## RECORDS FOR THIS TASK
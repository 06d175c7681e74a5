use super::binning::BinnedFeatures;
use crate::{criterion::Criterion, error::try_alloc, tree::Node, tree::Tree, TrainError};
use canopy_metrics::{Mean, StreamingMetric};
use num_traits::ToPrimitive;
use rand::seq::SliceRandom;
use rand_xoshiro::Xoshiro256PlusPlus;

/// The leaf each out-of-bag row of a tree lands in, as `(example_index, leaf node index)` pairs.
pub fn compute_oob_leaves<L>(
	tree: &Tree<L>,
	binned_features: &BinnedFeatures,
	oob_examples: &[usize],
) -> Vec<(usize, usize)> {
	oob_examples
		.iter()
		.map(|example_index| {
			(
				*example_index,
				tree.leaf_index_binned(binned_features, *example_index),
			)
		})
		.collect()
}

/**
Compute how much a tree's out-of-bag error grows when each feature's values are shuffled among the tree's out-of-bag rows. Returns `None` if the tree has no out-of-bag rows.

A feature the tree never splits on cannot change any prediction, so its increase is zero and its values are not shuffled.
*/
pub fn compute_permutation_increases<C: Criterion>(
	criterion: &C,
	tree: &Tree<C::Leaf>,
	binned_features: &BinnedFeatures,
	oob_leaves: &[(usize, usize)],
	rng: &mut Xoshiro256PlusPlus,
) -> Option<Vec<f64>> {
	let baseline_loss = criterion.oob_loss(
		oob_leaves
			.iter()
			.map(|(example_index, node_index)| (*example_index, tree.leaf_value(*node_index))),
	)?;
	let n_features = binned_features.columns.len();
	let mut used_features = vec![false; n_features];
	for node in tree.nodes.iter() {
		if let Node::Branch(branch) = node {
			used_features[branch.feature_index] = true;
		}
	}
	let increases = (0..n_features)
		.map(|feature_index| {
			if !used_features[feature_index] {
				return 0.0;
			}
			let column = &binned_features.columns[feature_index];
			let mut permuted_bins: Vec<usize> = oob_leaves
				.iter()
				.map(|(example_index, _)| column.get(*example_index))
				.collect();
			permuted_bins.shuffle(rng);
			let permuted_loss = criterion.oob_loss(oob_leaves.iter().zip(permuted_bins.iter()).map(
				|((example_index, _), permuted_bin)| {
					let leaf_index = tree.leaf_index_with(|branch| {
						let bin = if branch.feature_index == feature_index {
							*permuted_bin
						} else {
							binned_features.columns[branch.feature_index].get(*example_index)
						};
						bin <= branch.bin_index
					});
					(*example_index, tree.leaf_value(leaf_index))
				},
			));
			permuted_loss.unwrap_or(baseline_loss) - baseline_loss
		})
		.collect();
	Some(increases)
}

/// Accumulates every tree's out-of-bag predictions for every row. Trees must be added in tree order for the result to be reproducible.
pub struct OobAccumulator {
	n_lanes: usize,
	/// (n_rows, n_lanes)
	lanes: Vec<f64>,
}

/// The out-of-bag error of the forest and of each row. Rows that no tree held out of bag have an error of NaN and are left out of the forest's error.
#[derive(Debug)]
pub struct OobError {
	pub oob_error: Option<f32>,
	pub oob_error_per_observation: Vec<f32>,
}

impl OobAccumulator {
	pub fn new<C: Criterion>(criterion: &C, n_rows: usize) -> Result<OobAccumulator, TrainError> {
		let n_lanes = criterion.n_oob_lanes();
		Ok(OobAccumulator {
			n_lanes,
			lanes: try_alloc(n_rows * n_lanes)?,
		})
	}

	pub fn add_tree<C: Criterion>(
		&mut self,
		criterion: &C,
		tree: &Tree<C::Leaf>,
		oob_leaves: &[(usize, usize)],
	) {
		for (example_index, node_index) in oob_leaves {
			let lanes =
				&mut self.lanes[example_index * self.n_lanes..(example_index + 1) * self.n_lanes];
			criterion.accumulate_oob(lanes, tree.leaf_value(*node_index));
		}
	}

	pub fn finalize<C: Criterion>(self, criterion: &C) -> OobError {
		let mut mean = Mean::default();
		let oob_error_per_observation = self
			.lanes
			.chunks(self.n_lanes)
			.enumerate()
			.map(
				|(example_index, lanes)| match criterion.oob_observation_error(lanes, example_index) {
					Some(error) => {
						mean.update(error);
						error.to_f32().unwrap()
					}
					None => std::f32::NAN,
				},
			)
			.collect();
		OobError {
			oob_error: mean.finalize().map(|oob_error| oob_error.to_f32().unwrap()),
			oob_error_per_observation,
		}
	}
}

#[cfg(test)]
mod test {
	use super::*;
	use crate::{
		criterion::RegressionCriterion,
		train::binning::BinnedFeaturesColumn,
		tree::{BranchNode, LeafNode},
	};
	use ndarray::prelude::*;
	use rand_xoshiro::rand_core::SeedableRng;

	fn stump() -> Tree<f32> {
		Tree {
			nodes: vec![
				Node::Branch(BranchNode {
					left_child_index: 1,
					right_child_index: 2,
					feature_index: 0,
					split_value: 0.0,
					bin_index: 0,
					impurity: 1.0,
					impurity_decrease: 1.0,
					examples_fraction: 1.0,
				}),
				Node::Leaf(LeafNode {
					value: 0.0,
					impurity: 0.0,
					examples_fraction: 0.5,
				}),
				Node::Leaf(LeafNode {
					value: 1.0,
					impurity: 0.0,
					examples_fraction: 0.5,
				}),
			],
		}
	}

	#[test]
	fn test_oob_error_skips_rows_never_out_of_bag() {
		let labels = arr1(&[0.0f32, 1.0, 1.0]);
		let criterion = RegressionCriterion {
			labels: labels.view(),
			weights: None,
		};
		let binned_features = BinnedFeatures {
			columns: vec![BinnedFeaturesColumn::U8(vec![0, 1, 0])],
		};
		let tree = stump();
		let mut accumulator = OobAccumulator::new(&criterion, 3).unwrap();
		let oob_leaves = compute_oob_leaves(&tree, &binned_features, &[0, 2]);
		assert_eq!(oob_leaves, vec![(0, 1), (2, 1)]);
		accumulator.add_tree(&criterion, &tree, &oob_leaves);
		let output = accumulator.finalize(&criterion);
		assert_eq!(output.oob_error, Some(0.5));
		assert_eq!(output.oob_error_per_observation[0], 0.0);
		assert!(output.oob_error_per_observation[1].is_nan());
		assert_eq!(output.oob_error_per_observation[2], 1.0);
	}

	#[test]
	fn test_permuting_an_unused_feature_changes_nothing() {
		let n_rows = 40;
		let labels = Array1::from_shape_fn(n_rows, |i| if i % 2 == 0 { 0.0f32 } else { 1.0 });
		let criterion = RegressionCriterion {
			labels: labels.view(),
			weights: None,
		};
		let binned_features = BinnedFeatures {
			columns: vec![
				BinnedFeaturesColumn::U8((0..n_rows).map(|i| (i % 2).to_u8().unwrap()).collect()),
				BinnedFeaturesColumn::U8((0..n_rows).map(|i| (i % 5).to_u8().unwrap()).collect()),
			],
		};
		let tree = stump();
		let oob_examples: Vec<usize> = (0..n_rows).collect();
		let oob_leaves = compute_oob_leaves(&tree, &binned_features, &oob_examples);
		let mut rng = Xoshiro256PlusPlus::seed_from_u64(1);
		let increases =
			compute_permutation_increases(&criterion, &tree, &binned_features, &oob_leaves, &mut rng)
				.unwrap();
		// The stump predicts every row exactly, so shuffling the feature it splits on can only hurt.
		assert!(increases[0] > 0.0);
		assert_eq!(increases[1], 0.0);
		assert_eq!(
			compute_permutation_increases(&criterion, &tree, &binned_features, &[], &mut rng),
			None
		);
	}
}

## YOUR INSTRUCTIONS
An exact copy of every line above is what this asks for.

## EXERCISE OUTPUT
repository 06d175c7681e74a5
use super::binning::BinnedFeatures;
use crate::{criterion::Criterion, error::try_alloc, tree::Node, tree::Tree, TrainError};
use canopy_metrics::{Mean, StreamingMetric};
use num_traits::ToPrimitive;
use rand::seq::SliceRandom;
use rand_xoshiro::Xoshiro256PlusPlus;

/// The leaf each out-of-bag row of a tree lands in, as `(example_index, leaf node index)` pairs.
pub fn compute_oob_leaves<L>(
	tree: &Tree<L>,
	binned_features: &BinnedFeatures,
	oob_examples: &[usize],
) -> Vec<(usize, usize)> {
	oob_examples
		.iter()
		.map(|example_index| {
			(
				*example_index,
				tree.leaf_index_binned(binned_features, *example_index),
			)
		})
		.collect()
}

/**
Compute how much a tree's out-of-bag error grows when each feature's values are shuffled among the tree's out-of-bag rows. Returns `None` if the tree has no out-of-bag rows.

A feature the tree never splits on cannot change any prediction, so its increase is zero and its values are not shuffled.
*/
pub fn compute_permutation_increases<C: Criterion>(
	criterion: &C,
	tree: &Tree<C::Leaf>,
	binned_features: &BinnedFeatures,
	oob_leaves: &[(usize, usize)],
	rng: &mut Xoshiro256PlusPlus,
) -> Option<Vec<f64>> {
	let baseline_loss = criterion.oob_loss(
		oob_leaves
			.iter()
			.map(|(example_index, node_index)| (*example_index, tree.leaf_value(*node_index))),
	)?;
	let n_features = binned_features.columns.len();
	let mut used_features = vec![false; n_features];
	for node in tree.nodes.iter() {
		if let Node::Branch(branch) = node {
			used_features[branch.feature_index] = true;
		}
	}
	let increases = (0..n_features)
		.map(|feature_index| {
			if !used_features[feature_index] {
				return 0.0;
			}
			let column = &binned_features.columns[feature_index];
			let mut permuted_bins: Vec<usize> = oob_leaves
				.iter()
				.map(|(example_index, _)| column.get(*example_index))
				.collect();
			permuted_bins.shuffle(rng);
			let permuted_loss = criterion.oob_loss(oob_leaves.iter().zip(permuted_bins.iter()).map(
				|((example_index, _), permuted_bin)| {
					let leaf_index = tree.leaf_index_with(|branch| {
						let bin = if branch.feature_index == feature_index {
							*permuted_bin
						} else {
							binned_features.columns[branch.feature_index].get(*example_index)
						};
						bin <= branch.bin_index
					});
					(*example_index, tree.leaf_value(leaf_index))
				},
			));
			permuted_loss.unwrap_or(baseline_loss) - baseline_loss
		})
		.collect();
	Some(increases)
}

/// Accumulates every tree's out-of-bag predictions for every row. Trees must be added in tree order for the result to be reproducible.
pub struct OobAccumulator {
	n_lanes: usize,
	/// (n_rows, n_lanes)
	lanes: Vec<f64>,
}

/// The out-of-bag error of the forest and of each row. Rows that no tree held out of bag have an error of NaN and are left out of the forest's error.
#[derive(Debug)]
pub struct OobError {
	pub oob_error: Option<f32>,
	pub oob_error_per_observation: Vec<f32>,
}

impl OobAccumulator {
	pub fn new<C: Criterion>(criterion: &C, n_rows: usize) -> Result<OobAccumulator, TrainError> {
		let n_lanes = criterion.n_oob_lanes();
		Ok(OobAccumulator {
			n_lanes,
			lanes: try_alloc(n_rows * n_lanes)?,
		})
	}

	pub fn add_tree<C: Criterion>(
		&mut self,
		criterion: &C,
		tree: &Tree<C::Leaf>,
		oob_leaves: &[(usize, usize)],
	) {
		for (example_index, node_index) in oob_leaves {
			let lanes =
				&mut self.lanes[example_index * self.n_lanes..(example_index + 1) * self.n_lanes];
			criterion.accumulate_oob(lanes, tree.leaf_value(*node_index));
		}
	}

	pub fn finalize<C: Criterion>(self, criterion: &C) -> OobError {
		let mut mean = Mean::default();
		let oob_error_per_observation = self
			.lanes
			.chunks(self.n_lanes)
			.enumerate()
			.map(
				|(example_index, lanes)| match criterion.oob_observation_error(lanes, example_index) {
					Some(error) => {
						mean.update(error);
						error.to_f32().unwrap()
					}
					None => std::f32::NAN,
				},
			)
			.collect();
		OobError {
			oob_error: mean.finalize().map(|oob_error| oob_error.to_f32().unwrap()),
			oob_error_per_observation,
		}
	}
}

#[cfg(test)]
mod test {
	use super::*;
	use crate::{
		criterion::RegressionCriterion,
		train::binning::BinnedFeaturesColumn,
		tree::{BranchNode, LeafNode},
	};
	use ndarray::prelude::*;
	use rand_xoshiro::rand_core::SeedableRng;

	fn stump() -> Tree<f32> {
		Tree {
			nodes: vec![
				Node::Branch(BranchNode {
					left_child_index: 1,
					right_child_index: 2,
					feature_index: 0,
					split_value: 0.0,
					bin_index: 0,
					impurity: 1.0,
					impurity_decrease: 1.0,
					examples_fraction: 1.0,
				}),
				Node::Leaf(LeafNode {
					value: 0.0,
					impurity: 0.0,
					examples_fraction: 0.5,
				}),
				Node::Leaf(LeafNode {
					value: 1.0,
					impurity: 0.0,
					examples_fraction: 0.5,
				}),
			],
		}
	}

	#[test]
	fn test_oob_error_skips_rows_never_out_of_bag() {
		let labels = arr1(&[0.0f32, 1.0, 1.0]);
		let criterion = RegressionCriterion {
			labels: labels.view(),
			weights: None,
		};
		let binned_features = BinnedFeatures {
			columns: vec![BinnedFeaturesColumn::U8(vec![0, 1, 0])],
		};
		let tree = stump();
		let mut accumulator = OobAccumulator::new(&criterion, 3).unwrap();
		let oob_leaves = compute_oob_leaves(&tree, &binned_features, &[0, 2]);
		assert_eq!(oob_leaves, vec![(0, 1), (2, 1)]);
		accumulator.add_tree(&criterion, &tree, &oob_leaves);
		let output = accumulator.finalize(&criterion);
		assert_eq!(output.oob_error, Some(0.5));
		assert_eq!(output.oob_error_per_observation[0], 0.0);
		assert!(output.oob_error_per_observation[1].is_nan());
		assert_eq!(output.oob_error_per_observation[2], 1.0);
	}

	#[test]
	fn test_permuting_an_unused_feature_changes_nothing() {
		let n_rows = 40;
		let labels = Array1::from_shape_fn(n_rows, |i| if i % 2 == 0 { 0.0f32 } else { 1.0 });
		let criterion = RegressionCriterion {
			labels: labels.view(),
			weights: None,
		};
		let binned_features = BinnedFeatures {
			columns: vec![
				BinnedFeaturesColumn::U8((0..n_rows).map(|i| (i % 2).to_u8().unwrap()).collect()),
				BinnedFeaturesColumn::U8((0..n_rows).map(|i| (i % 5).to_u8().unwrap()).collect()),
			],
		};
		let tree = stump();
		let oob_examples: Vec<usize> = (0..n_rows).collect();
		let oob_leaves = compute_oob_leaves(&tree, &binned_features, &oob_examples);
		let mut rng = Xoshiro256PlusPlus::seed_from_u64(1);
		let increases =
			compute_permutation_increases(&criterion, &tree, &binned_features, &oob_leaves, &mut rng)
				.unwrap();
		// The stump predicts every row exactly, so shuffling the feature it splits on can only hurt.
		assert!(increases[0] > 0.0);
		assert_eq!(increases[1], 0.0);
		assert_eq!(
			compute_permutation_increases(&criterion, &tree, &binned_features, &[], &mut rng),
			None
		);
	}
}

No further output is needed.